----- Original Message -----
From: "Ian Lepore" <[email protected]>
To: "Poul-Henning Kamp" <[email protected]>
Cc: "deeptech71" <[email protected]>; <[email protected]>; "Peter
Jeremy" <[email protected]>
Sent: Sunday, March 03, 2013 1:54 PM
Subject: Re: access to hard drives is "blocked" by writes to a flash drive
On Sun, 2013-03-03 at 13:35 +0000, Poul-Henning Kamp wrote:
Content-Type: text/plain; charset=ISO-8859-1
--------
In message <[email protected]>, Ian Lepore writes
:
>I run into this behavior all the time too, mostly on arm systems that
>have an sd card or usb thumb driver as their main/only drive.
This is really a FAQ and I belive I have answered it N times already:
There are, broadly speaking, two classes of flash-storage: "Camera-grade"
and "the real thing".
"Camera-grade" have a very limited "Flash adaptation layer" which typically
only can hold one flash-block open for writing at a time, and is typically
found in CF and SD cards, USB sticks etc.
Some of them gets further upset if the filesystem is not the FAT they
expect, because they implement "M-Systems" (patented) trick with monitoring
block deletes in FAT to simulate a TRIM facility.
A number of products exist with such designs, typically a CF-style, is
put behind a SATA-PATA bridge and sold as 2.5" SSD SATA devices.
"Transcend" have done this for instance.
If you use this class of devices for anything real, gstat will show
you I/O write-times of several seconds in periodic pile-ups, even
100 seconds if you are doing something heavy.
For various reasons (see: Lemming-syncer) FreeBSD will block all I/O
traffic to other disks too, when these pileups gets too bad.
Hmmm, so the problem has been known and unfixed for 10 years.
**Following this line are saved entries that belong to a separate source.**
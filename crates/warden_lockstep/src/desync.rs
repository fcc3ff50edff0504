//! # Desync Detection
//!
//! Compares the opaque state checksums every participant attached to its
//! record for the same tick.
//!
//! ## Flags
//!
//! - **State divergence**: a compared slot's checksum differs from the first
//!   compared slot's.
//! - **Replay divergence**: while playing back a turn file, the checksum the
//!   simulation computes now differs from the one stored when the file was
//!   recorded.
//!
//! The flags are independent and never fatal. The detector corrects nothing;
//! it only reports, and it reports every mismatch it sees.

use tracing::warn;

use crate::record::{ParticipantSlot, RecordSet, SlotMask};

/// Slots disagreeing with the reference slot.
#[derive(Clone, Copy, Debug, PartialEq, Eq)]
pub struct StateDivergence {
    /// First compared slot.
    pub reference: ParticipantSlot,
    /// Its checksum.
    pub reference_checksum: u32,
    /// Slots whose checksum differs from the reference.
    pub mismatched: SlotMask,
}

/// Live checksum disagreeing with the recorded one.
#[derive(Clone, Copy, Debug, PartialEq, Eq)]
pub struct ReplayDivergence {
    /// Checksum stored in the turn file.
    pub stored: u32,
    /// Checksum the simulation computed during playback.
    pub live: u32,
}

/// Outcome of checking one tick.
#[derive(Clone, Copy, Debug, Default, PartialEq, Eq)]
pub struct DesyncReport {
    /// Tick checked.
    pub tick: u32,
    /// Set when participants disagree.
    pub state: Option<StateDivergence>,
    /// Set when playback disagrees with the recording.
    pub replay: Option<ReplayDivergence>,
}

impl DesyncReport {
    /// Returns true when neither flag is raised.
    #[must_use]
    pub const fn is_clean(&self) -> bool {
        self.state.is_none() && self.replay.is_none()
    }

    /// Returns true when either flag is raised.
    #[must_use]
    pub const fn desync_detected(&self) -> bool {
        !self.is_clean()
    }
}

/// Running desync checks for one session.
#[derive(Debug, Default)]
pub struct DesyncDetector {
    ticks_checked: u64,
    state_divergences: u64,
    replay_divergences: u64,
    last_divergent_tick: Option<u32>,
    reports: Vec<DesyncReport>,
}

impl DesyncDetector {
    /// Creates a detector with zeroed counters.
    #[must_use]
    pub fn new() -> Self {
        Self::default()
    }

    /// Checks the checksums of the `compared` slots in `set`.
    pub fn check(&mut self, tick: u32, set: &RecordSet, compared: SlotMask) -> DesyncReport {
        let report = DesyncReport {
            tick,
            state: compare_slots(set, compared),
            replay: None,
        };
        self.record(report)
    }

    /// Checks a set read back from a turn file. `live_checksum` is what the
    /// simulation computed for this tick during playback; it is held against
    /// the reference slot's stored checksum.
    pub fn check_replayed(
        &mut self,
        tick: u32,
        stored: &RecordSet,
        compared: SlotMask,
        live_checksum: u32,
    ) -> DesyncReport {
        let replay = compared.first().and_then(|reference| {
            let stored = stored.get(reference).checksum;
            (stored != live_checksum).then_some(ReplayDivergence { stored, live: live_checksum })
        });
        let report = DesyncReport {
            tick,
            state: compare_slots(stored, compared),
            replay,
        };
        self.record(report)
    }

    fn record(&mut self, report: DesyncReport) -> DesyncReport {
        self.ticks_checked += 1;
        if let Some(state) = report.state {
            self.state_divergences += 1;
            warn!(
                "desync at tick {}: slots {:#06b} disagree with {} (checksum {:#010x})",
                report.tick,
                state.mismatched.bits(),
                state.reference,
                state.reference_checksum
            );
        }
        if let Some(replay) = report.replay {
            self.replay_divergences += 1;
            warn!(
                "replay diverged at tick {}: recorded {:#010x}, computed {:#010x}",
                report.tick, replay.stored, replay.live
            );
        }
        if report.desync_detected() {
            self.last_divergent_tick = Some(report.tick);
            self.reports.push(report);
        }
        report
    }

    /// Ticks checked so far.
    #[must_use]
    pub const fn ticks_checked(&self) -> u64 {
        self.ticks_checked
    }

    /// Ticks with a state divergence.
    #[must_use]
    pub const fn state_divergences(&self) -> u64 {
        self.state_divergences
    }

    /// Ticks with a replay divergence.
    #[must_use]
    pub const fn replay_divergences(&self) -> u64 {
        self.replay_divergences
    }

    /// Most recent tick with either flag raised.
    #[must_use]
    pub const fn last_divergent_tick(&self) -> Option<u32> {
        self.last_divergent_tick
    }

    /// Reports with a flag raised, oldest first.
    #[must_use]
    pub fn reports(&self) -> &[DesyncReport] {
        &self.reports
    }

    /// Drains the stored reports. Counters are kept.
    pub fn take_reports(&mut self) -> Vec<DesyncReport> {
        std::mem::take(&mut self.reports)
    }

    /// Clears counters and reports.
    pub fn reset(&mut self) {
        *self = Self::default();
    }
}

fn compare_slots(set: &RecordSet, compared: SlotMask) -> Option<StateDivergence> {
    let reference = compared.first()?;
    let reference_checksum = set.get(reference).checksum;
    let mismatched = compared
        .iter()
        .filter(|slot| set.get(*slot).checksum != reference_checksum)
        .collect::<SlotMask>();
    (!mismatched.is_empty()).then_some(StateDivergence {
        reference,
        reference_checksum,
        mismatched,
    })
}

#[cfg(test)]
mod tests {
    use super::*;
    use crate::record::{Record, MAX_SLOTS};
    use proptest::prelude::*;

    fn set_with(checksums: &[u32]) -> RecordSet {
        let mut set = RecordSet::default();
        for (slot, checksum) in ParticipantSlot::all().zip(checksums) {
            set.set(slot, Record::noop(0, *checksum));
        }
        set.seal();
        set
    }

    fn all_slots() -> SlotMask {
        ParticipantSlot::all().collect()
    }

    #[test]
    fn test_agreement_is_clean() {
        let mut detector = DesyncDetector::new();
        let report = detector.check(3, &set_with(&[7, 7, 7, 7]), all_slots());
        assert!(report.is_clean());
        assert_eq!(detector.ticks_checked(), 1);
        assert!(detector.reports().is_empty());
    }

    #[test]
    fn test_mismatch_names_slot() {
        let mut detector = DesyncDetector::new();
        let report = detector.check(3, &set_with(&[7, 7, 8, 7]), all_slots());
        let state = report.state.unwrap();
        assert_eq!(state.reference, ParticipantSlot::HOST);
        assert_eq!(state.mismatched.bits(), 0b0100);
        assert_eq!(detector.state_divergences(), 1);
        assert_eq!(detector.last_divergent_tick(), Some(3));
    }

    #[test]
    fn test_uncompared_slots_ignored() {
        let mut detector = DesyncDetector::new();
        let compared = SlotMask::from_bits(0b0011);
        assert!(detector.check(0, &set_with(&[5, 5, 0, 99]), compared).is_clean());
        assert!(detector.check(1, &set_with(&[5, 5]), SlotMask::EMPTY).is_clean());
    }

    #[test]
    fn test_flags_are_independent() {
        let mut detector = DesyncDetector::new();
        let stored = set_with(&[11, 11]);
        let compared = SlotMask::from_bits(0b0011);

        let report = detector.check_replayed(0, &stored, compared, 12);
        assert!(report.state.is_none());
        assert_eq!(report.replay, Some(ReplayDivergence { stored: 11, live: 12 }));

        let report = detector.check_replayed(1, &set_with(&[11, 13]), compared, 11);
        assert!(report.state.is_some());
        assert!(report.replay.is_none());

        assert_eq!(detector.state_divergences(), 1);
        assert_eq!(detector.replay_divergences(), 1);
        assert_eq!(detector.take_reports().len(), 2);
        assert!(detector.reports().is_empty());
        assert_eq!(detector.ticks_checked(), 2);
    }

    proptest! {
        #[test]
        fn prop_identical_checksums_never_flag(checksum in any::<u32>(), bits in 0u8..16) {
            let set = set_with(&[checksum; MAX_SLOTS]);
            let mut detector = DesyncDetector::new();
            prop_assert!(detector.check(0, &set, SlotMask::from_bits(bits)).is_clean());
        }

        #[test]
        fn prop_single_difference_always_flags(
            checksum in any::<u32>(),
            delta in 1u32..,
            bits in 0u8..16,
            pick in 0usize..MAX_SLOTS,
        ) {
            let compared = SlotMask::from_bits(bits);
            prop_assume!(compared.count() >= 2);
            let odd = compared.iter().nth(pick % compared.count()).unwrap();

            let mut checksums = [checksum; MAX_SLOTS];
            checksums[odd.index()] = checksum.wrapping_add(delta);
            let mut detector = DesyncDetector::new();
            let report = detector.check(0, &set_with(&checksums), compared);
            prop_assert!(report.desync_detected());
            prop_assert_eq!(detector.state_divergences(), 1);
        }
    }
}
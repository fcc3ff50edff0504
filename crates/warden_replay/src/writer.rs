//! # Turn Writer
//!
//! Appends one sealed [`RecordSet`] per tick. Every append is flushed before
//! it returns, so a crash loses at most the turn being written; with
//! `durable` set the data is also synced to the device.

use std::fs::{File, OpenOptions};
use std::io::{Read, Seek, SeekFrom, Write};
use std::path::{Path, PathBuf};

use tracing::{debug, info};
use warden_lockstep::RecordSet;

use crate::error::{TurnFileError, TurnFileResult};
use crate::header::TurnFileHeader;
use crate::{turn_offset, TURN_RECORD_SIZE};

/// Append-only turn file writer.
#[derive(Debug)]
pub struct TurnWriter {
    path: PathBuf,
    file: File,
    header: TurnFileHeader,
    turns: u32,
    durable: bool,
}

impl TurnWriter {
    /// Creates (or truncates) `path` and writes `header`.
    ///
    /// # Errors
    ///
    /// [`TurnFileError::Io`] when the file cannot be created or written.
    pub fn create(path: impl AsRef<Path>, header: TurnFileHeader, durable: bool) -> TurnFileResult<Self> {
        let path = path.as_ref().to_path_buf();
        let mut file = File::create(&path)?;
        file.write_all(&header.to_bytes())?;
        file.flush()?;
        if durable {
            file.sync_all()?;
        }
        info!("recording turns to {}", path.display());
        Ok(Self {
            path,
            file,
            header,
            turns: 0,
            durable,
        })
    }

    /// Reopens an existing turn file to continue recording after its last
    /// complete turn.
    ///
    /// # Errors
    ///
    /// Header validation errors, or [`TurnFileError::Corrupt`] when the file
    /// ends inside a turn.
    pub fn resume(path: impl AsRef<Path>, durable: bool) -> TurnFileResult<Self> {
        let path = path.as_ref().to_path_buf();
        let mut file = OpenOptions::new().read(true).write(true).open(&path)?;

        let mut bytes = [0u8; TurnFileHeader::SIZE];
        file.read_exact(&mut bytes)?;
        let header = TurnFileHeader::from_bytes(&bytes)?;

        let len = file.metadata()?.len();
        let body = len.saturating_sub(TurnFileHeader::SIZE as u64);
        let turns = u32::try_from(body / TURN_RECORD_SIZE as u64).unwrap_or(u32::MAX);
        if body % TURN_RECORD_SIZE as u64 != 0 {
            return Err(TurnFileError::Corrupt {
                tick: turns,
                expected_offset: turn_offset(turns),
                actual: len,
            });
        }
        file.seek(SeekFrom::End(0))?;
        info!("resuming {} after {} turns", path.display(), turns);
        Ok(Self {
            path,
            file,
            header,
            turns,
            durable,
        })
    }

    /// Appends the set for the next tick and returns that tick.
    ///
    /// # Errors
    ///
    /// [`TurnFileError::OutOfSequence`] when the write position is not the
    /// end of the previous turn; [`TurnFileError::Io`] on write failure.
    pub fn append(&mut self, set: &RecordSet) -> TurnFileResult<u32> {
        let tick = self.turns;
        let expected_offset = turn_offset(tick);
        let actual = self.file.stream_position()?;
        if actual != expected_offset {
            return Err(TurnFileError::OutOfSequence {
                tick,
                expected_offset,
                actual,
            });
        }

        self.file.write_all(set.as_bytes())?;
        self.file.flush()?;
        if self.durable {
            self.file.sync_data()?;
        }
        self.turns += 1;
        debug!("turn {} written at offset {}", tick, expected_offset);
        Ok(tick)
    }

    /// Syncs everything to the device and closes the file.
    ///
    /// # Errors
    ///
    /// [`TurnFileError::Io`] when the sync fails.
    pub fn finish(mut self) -> TurnFileResult<u32> {
        self.file.flush()?;
        self.file.sync_all()?;
        info!("{} turns recorded to {}", self.turns, self.path.display());
        Ok(self.turns)
    }

    /// Turns written so far.
    #[must_use]
    pub const fn turns(&self) -> u32 {
        self.turns
    }

    /// Header written at creation.
    #[must_use]
    pub const fn header(&self) -> &TurnFileHeader {
        &self.header
    }

    /// File being written.
    #[must_use]
    pub fn path(&self) -> &Path {
        &self.path
    }
}
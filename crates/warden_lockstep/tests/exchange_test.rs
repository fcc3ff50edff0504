//! Exchange behavior over the in-memory transport.
//!
//! Run with: `cargo test -p warden_lockstep --test exchange_test`

use std::thread;
use std::time::Duration;

use proptest::prelude::*;
use warden_lockstep::{
    DesyncDetector, Exchange, ExchangeConfig, ExchangeState, Message, ParticipantSlot, Record,
    RecordBody, RecordSet,
};
use warden_transport::{
    HostOptions, JoinOptions, MemoryHub, MemoryTransport, NetUserId, Transport, TransportConfig,
};

const CLIENTS: usize = 3;
const TICKS: u32 = 3;

fn endpoint(hub: &MemoryHub) -> MemoryTransport {
    MemoryTransport::init(hub.clone(), TransportConfig::default()).unwrap()
}

fn record_for(slot: ParticipantSlot, tick: u32) -> Record {
    let action = 100 * slot.index() as u16 + tick as u16 + 1;
    Record::new(tick, action, [tick as i32, -(slot.index() as i32), 0, 0], 0, tick * 31)
}

/// Clients whose records are written by hand, so the test controls the
/// exact order in which the host receives them.
struct RawClient {
    link: MemoryTransport,
    slot: ParticipantSlot,
}

fn lobby(hub: &MemoryHub) -> (Exchange, MemoryTransport, Vec<RawClient>) {
    let mut host_link = endpoint(hub);
    host_link.host("6000", HostOptions::default()).unwrap();
    let links: Vec<MemoryTransport> = (0..CLIENTS)
        .map(|_| {
            let mut link = endpoint(hub);
            link.join("h:6000", JoinOptions::default()).unwrap();
            link
        })
        .collect();

    let mut host = Exchange::host(ExchangeConfig::default(), 1);
    host.poll_lobby(&mut host_link).unwrap();

    let clients = links
        .into_iter()
        .map(|mut link| {
            let mut buffer = [0u8; Message::MAX_SIZE];
            let len = link.read_message(NetUserId::HOST, &mut buffer).unwrap();
            let Ok(Message::Welcome(welcome)) = Message::decode(&buffer[..len]) else {
                panic!("expected a welcome");
            };
            RawClient { slot: welcome.slot().unwrap(), link }
        })
        .collect();
    (host, host_link, clients)
}

fn expected_set(tick: u32) -> RecordSet {
    let mut set = RecordSet::default();
    set.set(ParticipantSlot::HOST, record_for(ParticipantSlot::HOST, tick));
    for index in 1..=CLIENTS {
        let slot = ParticipantSlot::new(index).unwrap();
        set.set(slot, record_for(slot, tick));
    }
    set.seal();
    set
}

fn sends() -> Vec<(usize, u32)> {
    (0..CLIENTS).flat_map(|c| (0..TICKS).map(move |t| (c, t))).collect()
}

proptest! {
    #![proptest_config(ProptestConfig::with_cases(32))]

    #[test]
    fn prop_arrival_order_does_not_change_sets(order in Just(sends()).prop_shuffle()) {
        let hub = MemoryHub::new();
        let (mut host, mut host_link, mut clients) = lobby(&hub);

        for (client, tick) in order {
            let client = &mut clients[client];
            let body = RecordBody::new(tick, client.slot, record_for(client.slot, tick));
            client
                .link
                .send_single(NetUserId::HOST, &Message::Record(body).encode(), true)
                .unwrap();
        }

        for tick in 0..TICKS {
            let local = record_for(ParticipantSlot::HOST, tick);
            let outcome = host.exchange(&mut host_link, tick, local).unwrap();
            prop_assert_eq!(outcome.state, ExchangeState::Complete);
            prop_assert_eq!(outcome.set, expected_set(tick));
        }
    }
}

#[test]
fn test_every_endpoint_sees_the_same_sets() {
    let hub = MemoryHub::new();
    let ticks = 5;

    let host_hub = hub.clone();
    let host = thread::spawn(move || {
        let mut link = endpoint(&host_hub);
        link.host("6100", HostOptions::default()).unwrap();
        let mut exchange = Exchange::host(ExchangeConfig::default(), 9);
        let present = exchange
            .wait_for_participants(&mut link, 3, Duration::from_secs(5))
            .unwrap();
        assert_eq!(present, 3);

        let mut detector = DesyncDetector::new();
        let mut sets = Vec::new();
        for tick in 0..ticks {
            let outcome = exchange.exchange(&mut link, tick, Record::noop(tick, tick)).unwrap();
            assert!(detector.check(tick, &outcome.set, outcome.contributors).is_clean());
            sets.push(outcome.set);
        }
        // Keep the link open until every client has its last set.
        thread::sleep(Duration::from_millis(200));
        sets
    });

    let clients: Vec<_> = (0..2)
        .map(|_| {
            let hub = hub.clone();
            thread::spawn(move || {
                let mut link = endpoint(&hub);
                link.join("h:6100", JoinOptions::default()).unwrap();
                let mut exchange = Exchange::client(ExchangeConfig::default());
                exchange.await_welcome(&mut link).unwrap();
                assert_eq!(exchange.session_level_id(), 9);

                (0..ticks)
                    .map(|tick| {
                        exchange
                            .exchange(&mut link, tick, Record::noop(tick, tick))
                            .unwrap()
                            .set
                    })
                    .collect::<Vec<_>>()
            })
        })
        .collect();

    let host_sets = host.join().unwrap();
    for client in clients {
        assert_eq!(client.join().unwrap(), host_sets);
    }
    assert_eq!(host_sets.len(), ticks as usize);
    assert!(host_sets.iter().all(RecordSet::is_sealed));
}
That's
not encouraging. One of the messages in the lemming-syncer mail thread
might explain why I've been seeing this a lot lately in hobbyist work,
but not so much at $work where we use sd cards heavily... we use very
short syncer timeouts on SD and CF storage at $work:
kern.metadelay: 3
kern.dirdelay: 4
kern.filedelay: 5
I might play with similar settings on some of my arm boards here.
Interesting, are these relevant for all filesystems e.g. ZFS?